2.手話通訳士はその職務から職業的な地位を保障していかなければならないと考えます。他の国家資格と同等の専門性を必要とする職業として手話通訳士試験を国家資格に格上げしてください。

3.都道府県及び市町村福祉担当部局、また公立病院、介護保険のサービス提供機関、来年度から実施の支援費制度に関わる機関等、手話通訳者を常時必要とする公的機関に、正規職員として手話通訳者を複数採用するようにして下さい。

4.病院職員を対象にした手話講習会を厚生労働省の主管で実施して下さい。

5.聴覚障害者に対して専門的な支援を行っている「ろうあ者相談員」を、国の制度として組みいれてください。

6.ろう重複障害者が安心して生活できるよう、施策の充実を求めます。

(1) 重度・重複聴覚障害者への居宅支援および施設支援を、各都道府県で実施してください。
(2) ろう盲者へのコミュニケーション支援・移動介助制度を充実してください。
(3) ろう重複障害者の生活と職業の実態を全国的に明らかにしてください。

7.「聴覚障害者情報提供施設」を全国に設置するとともに、その機能の拡充にともなう職員の増員と身分保障、および設備の充実を図ってください。

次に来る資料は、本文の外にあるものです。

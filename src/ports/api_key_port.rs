//! API key lookup port trait.

use crate::domain::error::FlatlandError;

#[derive(Debug, Clone, PartialEq, Eq)]
pub struct ApiKeyRecord {
    pub key: String,
    pub role: String,
    pub description: String,
}

pub trait ApiKeyPort {
    fn lookup(&self, key: &str) -> Result<Option<ApiKeyRecord>, FlatlandError>;
}

/// Fixed set of keys, typically the single key from `[auth] api_key`.
pub struct StaticApiKeys {
    keys: Vec<ApiKeyRecord>,
}

impl StaticApiKeys {
    pub fn new(keys: Vec<ApiKeyRecord>) -> Self {
        Self { keys }
    }

    pub fn single_free(key: impl Into<String>) -> Self {
        Self::new(vec![ApiKeyRecord {
            key: key.into(),
            role: "free".to_string(),
            description: "Default free access key".to_string(),
        }])
    }
}

impl ApiKeyPort for StaticApiKeys {
    fn lookup(&self, key: &str) -> Result<Option<ApiKeyRecord>, FlatlandError> {
        Ok(self.keys.iter().find(|k| k.key == key).cloned())
    }
}
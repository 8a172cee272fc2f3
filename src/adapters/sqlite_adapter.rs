//! SQLite data adapter.
//!
//! Stores candle series in `prices` and access keys in `api_keys`.
//! Timestamps are kept as ISO text so lexical order matches time order.

use crate::domain::candle::{Candle, format_timestamp, parse_timestamp};
use crate::domain::error::FlatlandError;
use crate::ports::api_key_port::{ApiKeyPort, ApiKeyRecord};
use crate::ports::config_port::ConfigPort;
use crate::ports::data_port::DataPort;
use chrono::NaiveDateTime;
use r2d2::{Pool, PooledConnection};
use r2d2_sqlite::SqliteConnectionManager;
use rusqlite::{OptionalExtension, params};

pub struct SqliteAdapter {
    pool: Pool<SqliteConnectionManager>,
}

fn query_err(e: rusqlite::Error) -> FlatlandError {
    FlatlandError::DatabaseQuery {
        reason: e.to_string(),
    }
}

fn timestamp_from_sql(text: String) -> rusqlite::Result<NaiveDateTime> {
    parse_timestamp(&text).ok_or_else(|| {
        rusqlite::Error::FromSqlConversionFailure(
            text.len(),
            rusqlite::types::Type::Text,
            format!("invalid timestamp '{text}'").into(),
        )
    })
}

impl SqliteAdapter {
    pub fn from_config(config: &dyn ConfigPort) -> Result<Self, FlatlandError> {
        let db_path =
            config
                .get_string("sqlite", "path")
                .ok_or_else(|| FlatlandError::ConfigMissing {
                    section: "sqlite".into(),
                    key: "path".into(),
                })?;

        let pool_size = config.get_int("sqlite", "pool_size", 4).max(1) as u32;

        let manager = SqliteConnectionManager::file(&db_path);
        let pool = Pool::builder()
            .max_size(pool_size)
            .build(manager)
            .map_err(|e: r2d2::Error| FlatlandError::Database {
                reason: e.to_string(),
            })?;

        tracing::debug!(path = %db_path, pool_size, "opened sqlite pool");
        Ok(Self { pool })
    }

    pub fn in_memory() -> Result<Self, FlatlandError> {
        let manager = SqliteConnectionManager::memory();
        let pool = Pool::builder()
            .max_size(1)
            .build(manager)
            .map_err(|e: r2d2::Error| FlatlandError::Database {
                reason: e.to_string(),
            })?;

        Ok(Self { pool })
    }

    fn conn(&self) -> Result<PooledConnection<SqliteConnectionManager>, FlatlandError> {
        self.pool
            .get()
            .map_err(|e: r2d2::Error| FlatlandError::Database {
                reason: e.to_string(),
            })
    }

    pub fn initialize_schema(&self) -> Result<(), FlatlandError> {
        self.conn()?
            .execute_batch(
                "CREATE TABLE IF NOT EXISTS prices (
                    symbol TEXT NOT NULL,
                    time_frame TEXT NOT NULL,
                    timestamp TEXT NOT NULL,
                    open REAL NOT NULL,
                    high REAL NOT NULL,
                    low REAL NOT NULL,
                    close REAL NOT NULL,
                    volume REAL NOT NULL,
                    r1 REAL NOT NULL,
                    r2 REAL NOT NULL,
                    PRIMARY KEY (symbol, time_frame, timestamp)
                );
                CREATE INDEX IF NOT EXISTS idx_prices_series ON prices(symbol, time_frame);
                CREATE TABLE IF NOT EXISTS api_keys (
                    key TEXT PRIMARY KEY,
                    role TEXT NOT NULL,
                    description TEXT NOT NULL DEFAULT ''
                );",
            )
            .map_err(query_err)
    }

    /// Insert or replace a series in one transaction. Returns rows written.
    pub fn insert_candles(
        &self,
        symbol: &str,
        timeframe: &str,
        candles: &[Candle],
    ) -> Result<usize, FlatlandError> {
        let mut conn = self.conn()?;
        let tx = conn.transaction().map_err(query_err)?;

        for c in candles {
            tx.execute(
                "INSERT OR REPLACE INTO prices
                    (symbol, time_frame, timestamp, open, high, low, close, volume, r1, r2)
                 VALUES (?1, ?2, ?3, ?4, ?5, ?6, ?7, ?8, ?9, ?10)",
                params![
                    symbol,
                    timeframe,
                    format_timestamp(&c.timestamp),
                    c.open,
                    c.high,
                    c.low,
                    c.close,
                    c.volume,
                    c.r1,
                    c.r2
                ],
            )
            .map_err(query_err)?;
        }

        tx.commit().map_err(query_err)?;
        Ok(candles.len())
    }

    /// Store `key` with the free role unless it already exists.
    pub fn ensure_default_key(&self, key: &str) -> Result<(), FlatlandError> {
        self.conn()?
            .execute(
                "INSERT OR IGNORE INTO api_keys (key, role, description)
                 VALUES (?1, 'free', 'Default free access key')",
                params![key],
            )
            .map_err(query_err)?;
        Ok(())
    }
}

impl DataPort for SqliteAdapter {
    fn fetch_candles(
        &self,
        symbol: &str,
        timeframe: &str,
        start: Option<NaiveDateTime>,
        end: Option<NaiveDateTime>,
    ) -> Result<Vec<Candle>, FlatlandError> {
        let conn = self.conn()?;

        // Unbounded ends compare against sentinels that sort outside any ISO timestamp.
        let start_str = start.map(|t| format_timestamp(&t)).unwrap_or_default();
        let end_str = end
            .map(|t| format_timestamp(&t))
            .unwrap_or_else(|| "~".to_string());

        let mut stmt = conn
            .prepare(
                "SELECT timestamp, open, high, low, close, volume, r1, r2
                 FROM prices
                 WHERE symbol = ?1 AND time_frame = ?2 AND timestamp >= ?3 AND timestamp <= ?4
                 ORDER BY timestamp ASC",
            )
            .map_err(query_err)?;

        let rows = stmt
            .query_map(params![symbol, timeframe, start_str, end_str], |row| {
                Ok(Candle {
                    timestamp: timestamp_from_sql(row.get(0)?)?,
                    open: row.get(1)?,
                    high: row.get(2)?,
                    low: row.get(3)?,
                    close: row.get(4)?,
                    volume: row.get(5)?,
                    r1: row.get(6)?,
                    r2: row.get(7)?,
                })
            })
            .map_err(query_err)?;

        rows.collect::<Result<Vec<_>, _>>().map_err(query_err)
    }

    fn list_symbols(&self, timeframe: &str) -> Result<Vec<String>, FlatlandError> {
        let conn = self.conn()?;
        let mut stmt = conn
            .prepare("SELECT DISTINCT symbol FROM prices WHERE time_frame = ?1 ORDER BY symbol")
            .map_err(query_err)?;

        let rows = stmt
            .query_map(params![timeframe], |row| row.get(0))
            .map_err(query_err)?;

        rows.collect::<Result<Vec<String>, _>>().map_err(query_err)
    }

    fn get_data_range(
        &self,
        symbol: &str,
        timeframe: &str,
    ) -> Result<Option<(NaiveDateTime, NaiveDateTime, usize)>, FlatlandError> {
        let conn = self.conn()?;

        let result: (Option<String>, Option<String>, i64) = conn
            .query_row(
                "SELECT MIN(timestamp), MAX(timestamp), COUNT(*)
                 FROM prices WHERE symbol = ?1 AND time_frame = ?2",
                params![symbol, timeframe],
                |row| Ok((row.get(0)?, row.get(1)?, row.get(2)?)),
            )
            .map_err(query_err)?;

        match result {
            (Some(min_str), Some(max_str), count) if count > 0 => {
                let min = timestamp_from_sql(min_str).map_err(query_err)?;
                let max = timestamp_from_sql(max_str).map_err(query_err)?;
                Ok(Some((min, max, count as usize)))
            }
            _ => Ok(None),
        }
    }
}

impl ApiKeyPort for SqliteAdapter {
    fn lookup(&self, key: &str) -> Result<Option<ApiKeyRecord>, FlatlandError> {
        self.conn()?
            .query_row(
                "SELECT key, role, description FROM api_keys WHERE key = ?1",
                params![key],
                |row| {
                    Ok(ApiKeyRecord {
                        key: row.get(0)?,
                        role: row.get(1)?,
                        description: row.get(2)?,
                    })
                },
            )
            .optional()
            .map_err(query_err)
    }
}
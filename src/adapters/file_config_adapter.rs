//! INI file configuration adapter.

use crate::domain::error::FlatlandError;
use crate::ports::config_port::ConfigPort;
use configparser::ini::Ini;
use std::path::Path;

#[derive(Debug)]
pub struct FileConfigAdapter {
    config: Ini,
}

impl FileConfigAdapter {
    pub fn from_file<P: AsRef<Path>>(path: P) -> Result<Self, FlatlandError> {
        let path = path.as_ref();
        let mut config = Ini::new();
        config
            .load(path)
            .map_err(|reason| FlatlandError::ConfigParse {
                file: path.display().to_string(),
                reason,
            })?;
        Ok(Self { config })
    }

    pub fn from_string(content: &str) -> Result<Self, FlatlandError> {
        let mut config = Ini::new();
        config
            .read(content.to_string())
            .map_err(|reason| FlatlandError::ConfigParse {
                file: "<string>".to_string(),
                reason,
            })?;
        Ok(Self { config })
    }
}

impl ConfigPort for FileConfigAdapter {
    fn get_string(&self, section: &str, key: &str) -> Option<String> {
        self.config.get(section, key)
    }

    fn get_int(&self, section: &str, key: &str, default: i64) -> i64 {
        self.config
            .getint(section, key)
            .ok()
            .flatten()
            .unwrap_or(default)
    }

    fn get_double(&self, section: &str, key: &str, default: f64) -> f64 {
        self.config
            .getfloat(section, key)
            .ok()
            .flatten()
            .unwrap_or(default)
    }
}
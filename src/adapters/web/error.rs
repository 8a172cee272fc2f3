//! HTTP error responses for web adapter.

use axum::{
    Json,
    http::StatusCode,
    response::{IntoResponse, Response},
};
use serde_json::json;

use crate::domain::error::{BacktestError, FlatlandError};

#[derive(Debug)]
pub struct WebError {
    pub status: StatusCode,
    pub message: String,
}

impl WebError {
    pub fn new(status: StatusCode, message: impl Into<String>) -> Self {
        Self {
            status,
            message: message.into(),
        }
    }

    pub fn not_found(message: impl Into<String>) -> Self {
        Self::new(StatusCode::NOT_FOUND, message)
    }

    pub fn bad_request(message: impl Into<String>) -> Self {
        Self::new(StatusCode::BAD_REQUEST, message)
    }

    pub fn forbidden(message: impl Into<String>) -> Self {
        Self::new(StatusCode::FORBIDDEN, message)
    }

    pub fn too_many_requests(message: impl Into<String>) -> Self {
        Self::new(StatusCode::TOO_MANY_REQUESTS, message)
    }
}

pub fn status_from_error(err: &FlatlandError) -> StatusCode {
    match err {
        FlatlandError::ConfigMissing { .. }
        | FlatlandError::ConfigInvalid { .. }
        | FlatlandError::ConfigParse { .. } => StatusCode::BAD_REQUEST,
        FlatlandError::NoData { .. } | FlatlandError::Backtest(_) => {
            StatusCode::UNPROCESSABLE_ENTITY
        }
        FlatlandError::Database { .. }
        | FlatlandError::DatabaseQuery { .. }
        | FlatlandError::DataFormat { .. }
        | FlatlandError::Report { .. }
        | FlatlandError::Io(_) => StatusCode::INTERNAL_SERVER_ERROR,
    }
}

impl From<FlatlandError> for WebError {
    fn from(err: FlatlandError) -> Self {
        let status = status_from_error(&err);
        if status.is_server_error() {
            tracing::error!(error = %err, "request failed");
        }
        Self::new(status, err.to_string())
    }
}

impl From<BacktestError> for WebError {
    fn from(err: BacktestError) -> Self {
        FlatlandError::from(err).into()
    }
}

impl IntoResponse for WebError {
    fn into_response(self) -> Response {
        (self.status, Json(json!({ "error": self.message }))).into_response()
    }
}

#[cfg(test)]
mod tests {
    use super::*;

    #[test]
    fn status_mapping() {
        let err = FlatlandError::ConfigInvalid {
            section: "request".into(),
            key: "signal_limit".into(),
            reason: "must be at least 1".into(),
        };
        assert_eq!(status_from_error(&err), StatusCode::BAD_REQUEST);

        let err = FlatlandError::NoData {
            symbol: "BTC".into(),
            timeframe: "30m".into(),
        };
        assert_eq!(status_from_error(&err), StatusCode::UNPROCESSABLE_ENTITY);

        let err = FlatlandError::from(BacktestError::NoSignalsFound { threshold: 350.0 });
        assert_eq!(status_from_error(&err), StatusCode::UNPROCESSABLE_ENTITY);

        let err = FlatlandError::Database {
            reason: "locked".into(),
        };
        assert_eq!(status_from_error(&err), StatusCode::INTERNAL_SERVER_ERROR);
    }

    #[test]
    fn backtest_error_converts() {
        let web: WebError = BacktestError::InsufficientData { candles: 1 }.into();
        assert_eq!(web.status, StatusCode::UNPROCESSABLE_ENTITY);
        assert!(web.message.contains("insufficient data"));
    }
}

8.聴覚障害者の補装具である「補聴器」にデジタル補聴器を認めてください。

また、補装具の支給制限を撤廃してください。

9.日常生活用具の機種を現状に合ったものに見直してください。

(1)「CS障害者放送」は聴覚障害者が手話や字幕を通して各種の情報を獲得する上で大切な役割を果たしています。この「CS障害者放送」を受信する専用のチューナーは、CS放送だけでなく字幕アダプターや緊急災害通報等の装置も含まれており、受信アンテナも含めて日常生活用具としての指定してください。
また、「パソコン」「テレビ電話」を日常生活用具に指定してください
(2)日常生活用具の負担金は、世帯単位でなく障害者本人の所得によってください。

10.著作権法を改正し、盲人のための点字による複製権規定と同様に、聴覚障害者のための手話付き・字幕付き放送及びビデオの複製権規定を新設して下さい。

また、著作権が改正されるまでの間、聴覚障害者の必要性を特別に認め、全国の「聴覚障害者情報提供施設」及び「特定非営利活動法人・CS障害者放送統一機構」が、他社の製作した番組やビデオに自由に手話及び字幕を挿入することを認めてください。